▶ **Goal of the exercise**
Return every line of the data that contains the string "warn".

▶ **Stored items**
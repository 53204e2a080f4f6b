//! detect_api - HTTP detection service.
//!
//! Serves `POST /api/detect` (upload preset) and `POST /api/webcam-detect`
//! (webcam preset) plus `GET /health` until Ctrl-C.

use anyhow::Result;
use std::sync::{mpsc, Arc};

use insulator_inspect::{
    api::{ApiConfig, ApiServer},
    InspectorConfig, ServiceRegistry,
};

fn main() -> Result<()> {
    env_logger::Builder::from_env(env_logger::Env::default().default_filter_or("info")).init();

    let config = InspectorConfig::load()?;
    let registry = Arc::new(ServiceRegistry::from_settings(&config.service)?);
    log::info!("detection services: {}", registry.list().join(", "));

    let api_handle = ApiServer::new(ApiConfig::from(&config.api), registry).spawn()?;

    let (tx, rx) = mpsc::channel();
    ctrlc::set_handler(move || {
        let _ = tx.send(());
    })?;

    log::info!("detect_api waiting for shutdown signal (Ctrl-C)...");
    let _ = rx.recv();
    log::info!("shutdown signal received, stopping API server...");
    api_handle.stop()?;

    Ok(())
}
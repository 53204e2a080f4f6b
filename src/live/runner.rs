use std::sync::atomic::{AtomicBool, AtomicU64, Ordering};
use std::sync::mpsc::{self, Receiver, RecvTimeoutError, Sender, SyncSender};
use std::sync::{Arc, Mutex};
use std::thread::JoinHandle;
use std::time::Duration;

use anyhow::{anyhow, Result};

use crate::detect::SharedService;
use crate::frame::{Frame, FrameEncoding, FrameSequence, Overlay};
use crate::ingest::FrameSource;

use super::guard::{InFlightGuard, InFlightPermit};
use super::sink::OverlaySink;
use super::slot::OverlaySlot;

#[derive(Clone, Copy, Debug)]
pub struct LiveConfig {
    /// Time between capture ticks.
    pub interval: Duration,
    /// Encoding of the payload sent to the detection service.
    pub encoding: FrameEncoding,
}

impl Default for LiveConfig {
    fn default() -> Self {
        Self {
            interval: Duration::from_secs(1),
            encoding: FrameEncoding::Jpeg,
        }
    }
}

/// Counters for one run of the capture loop.
#[derive(Clone, Copy, Debug, Default, PartialEq, Eq)]
pub struct LiveStats {
    pub frames_captured: u64,
    /// Ticks skipped because a detection request was still outstanding.
    pub ticks_dropped: u64,
    pub capture_failures: u64,
    pub detection_failures: u64,
    pub annotate_failures: u64,
    pub frames_presented: u64,
    /// Results older than the overlay already on display.
    pub stale_discarded: u64,
    /// Results that arrived after the run was stopped.
    pub cancelled_discarded: u64,
    pub sink_failures: u64,
}

#[derive(Debug, Default)]
struct Counters {
    frames_captured: AtomicU64,
    ticks_dropped: AtomicU64,
    capture_failures: AtomicU64,
    detection_failures: AtomicU64,
    annotate_failures: AtomicU64,
    frames_presented: AtomicU64,
    stale_discarded: AtomicU64,
    cancelled_discarded: AtomicU64,
    sink_failures: AtomicU64,
}

impl Counters {
    fn bump(counter: &AtomicU64) {
        counter.fetch_add(1, Ordering::Relaxed);
    }

    fn snapshot(&self) -> LiveStats {
        LiveStats {
            frames_captured: self.frames_captured.load(Ordering::Relaxed),
            ticks_dropped: self.ticks_dropped.load(Ordering::Relaxed),
            capture_failures: self.capture_failures.load(Ordering::Relaxed),
            detection_failures: self.detection_failures.load(Ordering::Relaxed),
            annotate_failures: self.annotate_failures.load(Ordering::Relaxed),
            frames_presented: self.frames_presented.load(Ordering::Relaxed),
            stale_discarded: self.stale_discarded.load(Ordering::Relaxed),
            cancelled_discarded: self.cancelled_discarded.load(Ordering::Relaxed),
            sink_failures: self.sink_failures.load(Ordering::Relaxed),
        }
    }
}

/// Periodic capture → detect → annotate → present loop.
///
/// One tick per `interval`. A tick captures a frame only when no detection
/// request is outstanding; otherwise it is dropped. Results are rendered only
/// on success and only when newer than the overlay on display. The loop can be
/// spawned again after a stop; sequence numbers keep increasing.
pub struct LiveDetection {
    config: LiveConfig,
    source: Arc<Mutex<Box<dyn FrameSource>>>,
    service: SharedService,
    sink: Arc<Mutex<dyn OverlaySink>>,
    overlay: Overlay,
    sequence: Arc<FrameSequence>,
    slot: Arc<OverlaySlot>,
}

impl LiveDetection {
    pub fn new<S: OverlaySink + 'static>(
        config: LiveConfig,
        source: Box<dyn FrameSource>,
        service: SharedService,
        overlay: Overlay,
        sink: S,
    ) -> Self {
        Self {
            config,
            source: Arc::new(Mutex::new(source)),
            service,
            sink: Arc::new(Mutex::new(sink)),
            overlay,
            sequence: Arc::new(FrameSequence::new()),
            slot: Arc::new(OverlaySlot::new()),
        }
    }

    /// The overlay currently on display.
    pub fn slot(&self) -> Arc<OverlaySlot> {
        Arc::clone(&self.slot)
    }

    /// Connect the source and start ticking.
    pub fn spawn(&self) -> Result<LiveHandle> {
        if self.config.interval.is_zero() {
            return Err(anyhow!("capture interval must be greater than zero"));
        }
        {
            let mut source = self
                .source
                .lock()
                .map_err(|_| anyhow!("frame source lock poisoned"))?;
            source.connect()?;
            log::info!(
                "live detection started: source={} interval={}ms",
                source.name(),
                self.config.interval.as_millis()
            );
        }

        let (stop_tx, stop_rx) = mpsc::channel::<()>();
        let (job_tx, job_rx) = mpsc::sync_channel::<Job>(1);
        let cancelled = Arc::new(AtomicBool::new(false));
        let counters = Arc::new(Counters::default());

        let ticker = Ticker {
            interval: self.config.interval,
            source: Arc::clone(&self.source),
            sequence: Arc::clone(&self.sequence),
            guard: InFlightGuard::new(),
            counters: Arc::clone(&counters),
        };
        let worker = Worker {
            encoding: self.config.encoding,
            service: Arc::clone(&self.service),
            sink: Arc::clone(&self.sink),
            overlay: self.overlay.clone(),
            slot: Arc::clone(&self.slot),
            cancelled: Arc::clone(&cancelled),
            counters: Arc::clone(&counters),
        };

        let worker_join = std::thread::Builder::new()
            .name("live-detect".to_string())
            .spawn(move || worker.run(job_rx))?;
        let ticker_join = std::thread::Builder::new()
            .name("live-ticker".to_string())
            .spawn(move || ticker.run(stop_rx, job_tx))?;

        Ok(LiveHandle {
            stop_tx: Some(stop_tx),
            cancelled,
            counters,
            ticker: Some(ticker_join),
            worker: Some(worker_join),
        })
    }
}

struct Job {
    frame: Frame,
    permit: InFlightPermit,
}

struct Ticker {
    interval: Duration,
    source: Arc<Mutex<Box<dyn FrameSource>>>,
    sequence: Arc<FrameSequence>,
    guard: Arc<InFlightGuard>,
    counters: Arc<Counters>,
}

impl Ticker {
    fn run(self, stop_rx: Receiver<()>, job_tx: SyncSender<Job>) {
        loop {
            match stop_rx.recv_timeout(self.interval) {
                Err(RecvTimeoutError::Timeout) => {}
                Ok(()) | Err(RecvTimeoutError::Disconnected) => break,
            }
            let Some(job) = self.tick() else {
                continue;
            };
            if job_tx.send(job).is_err() {
                log::warn!("live detection worker exited; stopping ticker");
                break;
            }
        }
    }

    fn tick(&self) -> Option<Job> {
        let Some(permit) = self.guard.try_acquire() else {
            Counters::bump(&self.counters.ticks_dropped);
            log::debug!("tick dropped: detection request still in flight");
            return None;
        };
        let captured = match self.source.lock() {
            Ok(mut source) => source.capture(),
            Err(_) => Err(anyhow!("frame source lock poisoned")),
        };
        let image = match captured {
            Ok(image) => image,
            Err(e) => {
                Counters::bump(&self.counters.capture_failures);
                log::warn!("frame capture failed: {}", e);
                return None;
            }
        };
        Counters::bump(&self.counters.frames_captured);
        let frame = Frame::new(self.sequence.next(), image);
        Some(Job { frame, permit })
    }
}

struct Worker {
    encoding: FrameEncoding,
    service: SharedService,
    sink: Arc<Mutex<dyn OverlaySink>>,
    overlay: Overlay,
    slot: Arc<OverlaySlot>,
    cancelled: Arc<AtomicBool>,
    counters: Arc<Counters>,
}

impl Worker {
    fn run(self, job_rx: Receiver<Job>) {
        for Job { frame, permit } in job_rx {
            self.process(frame);
            drop(permit);
        }
    }

    fn is_cancelled(&self) -> bool {
        self.cancelled.load(Ordering::SeqCst)
    }

    fn process(&self, frame: Frame) {
        let seq = frame.seq;
        if self.is_cancelled() {
            Counters::bump(&self.counters.cancelled_discarded);
            log::debug!("skipping detection for frame #{}: capture stopped", seq);
            return;
        }
        let batch = match frame
            .detection_request(self.encoding)
            .and_then(|request| {
                let mut service = self
                    .service
                    .lock()
                    .map_err(|_| anyhow!("detection service lock poisoned"))?;
                service.detect(&request)
            }) {
            Ok(batch) => batch,
            Err(e) => {
                Counters::bump(&self.counters.detection_failures);
                log::warn!("detection failed for frame #{}: {}", seq, e);
                return;
            }
        };

        if self.is_cancelled() {
            Counters::bump(&self.counters.cancelled_discarded);
            log::debug!("discarding result for frame #{}: capture stopped", seq);
            return;
        }

        let annotated = match frame.annotate(batch, &self.overlay) {
            Ok(annotated) => annotated,
            Err(e) => {
                Counters::bump(&self.counters.annotate_failures);
                log::warn!("annotation failed for frame #{}: {}", seq, e);
                return;
            }
        };

        match self.slot.offer(annotated.clone()) {
            Ok(None) => {}
            Ok(Some(stale)) => {
                Counters::bump(&self.counters.stale_discarded);
                log::debug!(
                    "discarding stale result for frame #{} (showing #{})",
                    stale.seq,
                    self.slot.current_seq()
                );
                return;
            }
            Err(e) => {
                Counters::bump(&self.counters.sink_failures);
                log::error!("overlay slot unavailable: {}", e);
                return;
            }
        }

        let presented = match self.sink.lock() {
            Ok(mut sink) => sink.present(&annotated),
            Err(_) => Err(anyhow!("overlay sink lock poisoned")),
        };
        match presented {
            Ok(()) => Counters::bump(&self.counters.frames_presented),
            Err(e) => {
                Counters::bump(&self.counters.sink_failures);
                log::warn!("presenting frame #{} failed: {}", seq, e);
            }
        }
    }
}

/// Running capture loop. `stop` cancels the pending tick and joins the threads.
#[derive(Debug)]
pub struct LiveHandle {
    stop_tx: Option<Sender<()>>,
    cancelled: Arc<AtomicBool>,
    counters: Arc<Counters>,
    ticker: Option<JoinHandle<()>>,
    worker: Option<JoinHandle<()>>,
}

impl LiveHandle {
    pub fn stats(&self) -> LiveStats {
        self.counters.snapshot()
    }

    /// Stop ticking. A detection still in flight is allowed to finish but its
    /// result is discarded; nothing is presented once this returns.
    pub fn stop(mut self) -> Result<LiveStats> {
        self.signal_stop();
        if let Some(join) = self.ticker.take() {
            join.join()
                .map_err(|_| anyhow!("live ticker thread panicked"))?;
        }
        if let Some(join) = self.worker.take() {
            join.join()
                .map_err(|_| anyhow!("live detection thread panicked"))?;
        }
        let stats = self.counters.snapshot();
        log::info!(
            "live detection stopped: captured={} presented={} dropped_ticks={} failures={}",
            stats.frames_captured,
            stats.frames_presented,
            stats.ticks_dropped,
            stats.detection_failures
        );
        Ok(stats)
    }

    fn signal_stop(&mut self) {
        self.cancelled.store(true, Ordering::SeqCst);
        if let Some(tx) = self.stop_tx.take() {
            let _ = tx.send(());
        }
    }
}

impl Drop for LiveHandle {
    fn drop(&mut self) {
        self.signal_stop();
    }
}
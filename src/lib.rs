//! Flattening of VEP `CSQ` annotations from VCF files into TSV tables.

pub mod common;
pub mod flatten;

▶ **Solution for this exercise**
                log::warn!("live detection worker exited; stopping ticker");
                log::warn!("frame capture failed: {}", e);
                log::warn!("detection failed for frame #{}: {}", seq, e);
                log::warn!("annotation failed for frame #{}: {}", seq, e);
                log::warn!("presenting frame #{} failed: {}", seq, e);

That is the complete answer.